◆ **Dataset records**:
= = = = =

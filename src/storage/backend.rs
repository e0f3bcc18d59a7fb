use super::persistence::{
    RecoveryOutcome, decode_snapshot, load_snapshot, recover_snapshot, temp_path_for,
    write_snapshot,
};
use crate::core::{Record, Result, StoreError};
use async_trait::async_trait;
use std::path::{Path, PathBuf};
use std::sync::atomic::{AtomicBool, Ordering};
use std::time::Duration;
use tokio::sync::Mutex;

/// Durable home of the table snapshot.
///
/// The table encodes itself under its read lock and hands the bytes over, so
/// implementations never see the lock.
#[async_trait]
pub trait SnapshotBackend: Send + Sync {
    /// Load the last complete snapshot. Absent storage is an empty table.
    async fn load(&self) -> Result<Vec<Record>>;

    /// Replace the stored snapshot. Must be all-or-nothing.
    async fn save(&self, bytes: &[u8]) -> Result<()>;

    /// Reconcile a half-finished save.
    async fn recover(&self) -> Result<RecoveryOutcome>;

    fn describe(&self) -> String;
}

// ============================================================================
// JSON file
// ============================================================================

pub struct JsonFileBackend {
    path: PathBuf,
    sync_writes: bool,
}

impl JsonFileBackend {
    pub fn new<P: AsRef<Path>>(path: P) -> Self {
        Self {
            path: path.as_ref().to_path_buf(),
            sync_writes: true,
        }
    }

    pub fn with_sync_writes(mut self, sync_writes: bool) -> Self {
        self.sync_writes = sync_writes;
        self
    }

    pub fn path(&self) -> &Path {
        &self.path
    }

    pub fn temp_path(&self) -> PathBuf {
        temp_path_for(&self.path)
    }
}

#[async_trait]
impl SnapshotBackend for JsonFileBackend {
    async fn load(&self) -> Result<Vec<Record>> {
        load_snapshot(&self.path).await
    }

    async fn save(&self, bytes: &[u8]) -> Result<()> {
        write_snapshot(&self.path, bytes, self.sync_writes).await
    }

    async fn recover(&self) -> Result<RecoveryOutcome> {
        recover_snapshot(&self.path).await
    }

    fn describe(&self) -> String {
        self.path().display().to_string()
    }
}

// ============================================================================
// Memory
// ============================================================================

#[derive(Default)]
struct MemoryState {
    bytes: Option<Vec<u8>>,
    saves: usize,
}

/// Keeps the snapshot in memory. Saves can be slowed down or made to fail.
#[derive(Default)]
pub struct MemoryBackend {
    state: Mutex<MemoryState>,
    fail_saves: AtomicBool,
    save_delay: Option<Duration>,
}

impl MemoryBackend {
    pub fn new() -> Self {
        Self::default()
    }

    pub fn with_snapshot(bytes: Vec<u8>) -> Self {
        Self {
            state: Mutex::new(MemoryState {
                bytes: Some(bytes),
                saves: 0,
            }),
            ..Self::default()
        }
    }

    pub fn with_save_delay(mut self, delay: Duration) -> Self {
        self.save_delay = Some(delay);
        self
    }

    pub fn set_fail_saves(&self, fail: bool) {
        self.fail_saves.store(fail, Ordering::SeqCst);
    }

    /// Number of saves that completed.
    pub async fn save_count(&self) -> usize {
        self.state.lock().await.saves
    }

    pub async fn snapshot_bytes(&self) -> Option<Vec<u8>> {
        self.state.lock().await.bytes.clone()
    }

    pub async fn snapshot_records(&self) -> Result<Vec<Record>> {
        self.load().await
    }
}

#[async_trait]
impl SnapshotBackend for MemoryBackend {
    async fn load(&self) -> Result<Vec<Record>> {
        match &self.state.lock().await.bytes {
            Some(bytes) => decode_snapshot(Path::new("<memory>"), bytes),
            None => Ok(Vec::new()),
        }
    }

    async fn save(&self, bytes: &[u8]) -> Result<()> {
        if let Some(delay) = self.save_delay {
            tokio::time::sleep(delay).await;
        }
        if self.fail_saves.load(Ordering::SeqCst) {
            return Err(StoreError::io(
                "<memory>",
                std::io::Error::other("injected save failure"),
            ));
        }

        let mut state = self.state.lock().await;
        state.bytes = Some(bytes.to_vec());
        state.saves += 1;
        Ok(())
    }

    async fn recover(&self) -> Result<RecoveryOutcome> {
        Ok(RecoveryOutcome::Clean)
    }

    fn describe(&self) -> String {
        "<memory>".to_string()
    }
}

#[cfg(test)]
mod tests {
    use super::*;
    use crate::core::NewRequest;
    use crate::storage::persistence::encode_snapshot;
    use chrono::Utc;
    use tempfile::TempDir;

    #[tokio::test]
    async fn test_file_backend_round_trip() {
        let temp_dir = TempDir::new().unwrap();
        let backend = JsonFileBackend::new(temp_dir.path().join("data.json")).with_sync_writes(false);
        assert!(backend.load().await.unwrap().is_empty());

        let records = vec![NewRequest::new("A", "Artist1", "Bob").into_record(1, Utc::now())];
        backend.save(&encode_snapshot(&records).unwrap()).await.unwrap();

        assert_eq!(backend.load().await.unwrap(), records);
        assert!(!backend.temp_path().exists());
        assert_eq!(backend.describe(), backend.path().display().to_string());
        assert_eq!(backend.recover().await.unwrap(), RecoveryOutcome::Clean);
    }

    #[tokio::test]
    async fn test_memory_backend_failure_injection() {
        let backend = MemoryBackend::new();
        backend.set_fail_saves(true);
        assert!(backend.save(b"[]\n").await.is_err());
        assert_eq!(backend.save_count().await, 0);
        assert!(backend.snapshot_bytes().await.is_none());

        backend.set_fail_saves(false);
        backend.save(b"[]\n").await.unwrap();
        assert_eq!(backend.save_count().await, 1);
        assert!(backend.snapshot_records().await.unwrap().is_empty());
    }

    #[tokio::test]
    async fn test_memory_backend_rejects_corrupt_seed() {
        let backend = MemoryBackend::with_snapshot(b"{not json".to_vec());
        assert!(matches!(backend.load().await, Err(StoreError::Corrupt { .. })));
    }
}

= = = = =

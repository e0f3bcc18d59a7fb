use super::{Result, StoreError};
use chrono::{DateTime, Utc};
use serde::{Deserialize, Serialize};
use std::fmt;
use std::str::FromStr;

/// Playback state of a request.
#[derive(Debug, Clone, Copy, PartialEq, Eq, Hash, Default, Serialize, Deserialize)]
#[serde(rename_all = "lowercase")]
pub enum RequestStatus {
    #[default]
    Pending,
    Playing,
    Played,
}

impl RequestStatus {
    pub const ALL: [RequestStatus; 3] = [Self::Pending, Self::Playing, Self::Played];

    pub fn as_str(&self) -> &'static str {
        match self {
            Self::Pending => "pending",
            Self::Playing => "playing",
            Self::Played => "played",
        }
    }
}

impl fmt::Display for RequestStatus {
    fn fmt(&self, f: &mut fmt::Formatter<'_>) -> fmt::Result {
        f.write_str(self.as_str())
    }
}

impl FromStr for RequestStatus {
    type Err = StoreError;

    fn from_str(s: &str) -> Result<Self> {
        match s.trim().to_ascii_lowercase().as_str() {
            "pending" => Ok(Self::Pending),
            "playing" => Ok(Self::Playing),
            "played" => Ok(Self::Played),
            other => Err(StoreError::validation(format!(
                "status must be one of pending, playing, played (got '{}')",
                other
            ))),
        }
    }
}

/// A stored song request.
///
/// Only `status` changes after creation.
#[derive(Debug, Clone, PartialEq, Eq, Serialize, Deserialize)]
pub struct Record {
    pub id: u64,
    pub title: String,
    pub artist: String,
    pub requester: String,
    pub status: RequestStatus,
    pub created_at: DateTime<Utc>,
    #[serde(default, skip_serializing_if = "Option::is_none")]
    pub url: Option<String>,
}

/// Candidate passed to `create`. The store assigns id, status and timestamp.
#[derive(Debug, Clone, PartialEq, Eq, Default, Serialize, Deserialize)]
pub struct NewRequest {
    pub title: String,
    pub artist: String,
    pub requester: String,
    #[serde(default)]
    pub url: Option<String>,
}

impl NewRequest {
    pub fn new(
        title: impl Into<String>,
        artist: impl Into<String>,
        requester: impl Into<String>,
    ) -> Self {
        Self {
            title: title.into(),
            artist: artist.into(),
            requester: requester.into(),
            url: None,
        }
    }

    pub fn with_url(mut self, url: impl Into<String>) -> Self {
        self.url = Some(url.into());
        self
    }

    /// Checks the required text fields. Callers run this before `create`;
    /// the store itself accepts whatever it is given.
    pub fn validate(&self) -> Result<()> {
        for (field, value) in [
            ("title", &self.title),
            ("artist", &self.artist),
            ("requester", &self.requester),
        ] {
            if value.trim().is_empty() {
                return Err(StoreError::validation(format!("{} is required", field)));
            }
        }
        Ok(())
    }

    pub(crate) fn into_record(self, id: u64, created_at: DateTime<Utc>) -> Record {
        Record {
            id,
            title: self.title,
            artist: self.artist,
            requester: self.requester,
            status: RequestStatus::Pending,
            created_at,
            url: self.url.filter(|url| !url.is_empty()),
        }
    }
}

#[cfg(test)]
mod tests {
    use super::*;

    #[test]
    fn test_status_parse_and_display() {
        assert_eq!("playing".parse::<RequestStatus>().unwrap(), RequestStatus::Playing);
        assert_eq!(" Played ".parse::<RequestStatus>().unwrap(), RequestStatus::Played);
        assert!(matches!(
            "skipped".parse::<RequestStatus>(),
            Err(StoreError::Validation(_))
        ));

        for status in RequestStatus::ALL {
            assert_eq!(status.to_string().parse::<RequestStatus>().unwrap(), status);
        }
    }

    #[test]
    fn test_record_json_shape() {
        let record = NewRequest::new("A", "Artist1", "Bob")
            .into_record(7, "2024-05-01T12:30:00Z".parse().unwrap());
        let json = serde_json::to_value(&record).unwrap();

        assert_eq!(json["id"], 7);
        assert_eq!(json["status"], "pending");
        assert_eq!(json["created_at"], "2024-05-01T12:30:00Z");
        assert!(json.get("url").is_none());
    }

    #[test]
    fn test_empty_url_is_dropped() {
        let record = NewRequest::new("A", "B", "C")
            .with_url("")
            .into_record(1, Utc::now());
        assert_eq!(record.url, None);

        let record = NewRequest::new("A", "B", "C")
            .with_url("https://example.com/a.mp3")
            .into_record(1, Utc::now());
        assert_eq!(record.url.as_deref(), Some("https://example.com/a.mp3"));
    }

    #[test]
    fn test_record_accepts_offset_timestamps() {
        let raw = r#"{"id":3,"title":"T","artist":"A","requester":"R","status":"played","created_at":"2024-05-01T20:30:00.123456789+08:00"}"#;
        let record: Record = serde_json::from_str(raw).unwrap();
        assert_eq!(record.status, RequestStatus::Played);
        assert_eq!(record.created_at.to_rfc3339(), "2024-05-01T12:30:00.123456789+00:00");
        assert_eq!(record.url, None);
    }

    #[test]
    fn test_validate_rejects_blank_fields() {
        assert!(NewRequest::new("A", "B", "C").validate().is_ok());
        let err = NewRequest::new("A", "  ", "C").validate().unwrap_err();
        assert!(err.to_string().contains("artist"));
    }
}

= = = = =

◆ **Task item**: Lines above that include the string "derive" need to be copied.

◆ **Written response**:
#[derive(Default)]
#[derive(Default)]
#[derive(Debug, Clone, Copy, PartialEq, Eq, Hash, Default, Serialize, Deserialize)]
#[derive(Debug, Clone, PartialEq, Eq, Serialize, Deserialize)]
#[derive(Debug, Clone, PartialEq, Eq, Default, Serialize, Deserialize)]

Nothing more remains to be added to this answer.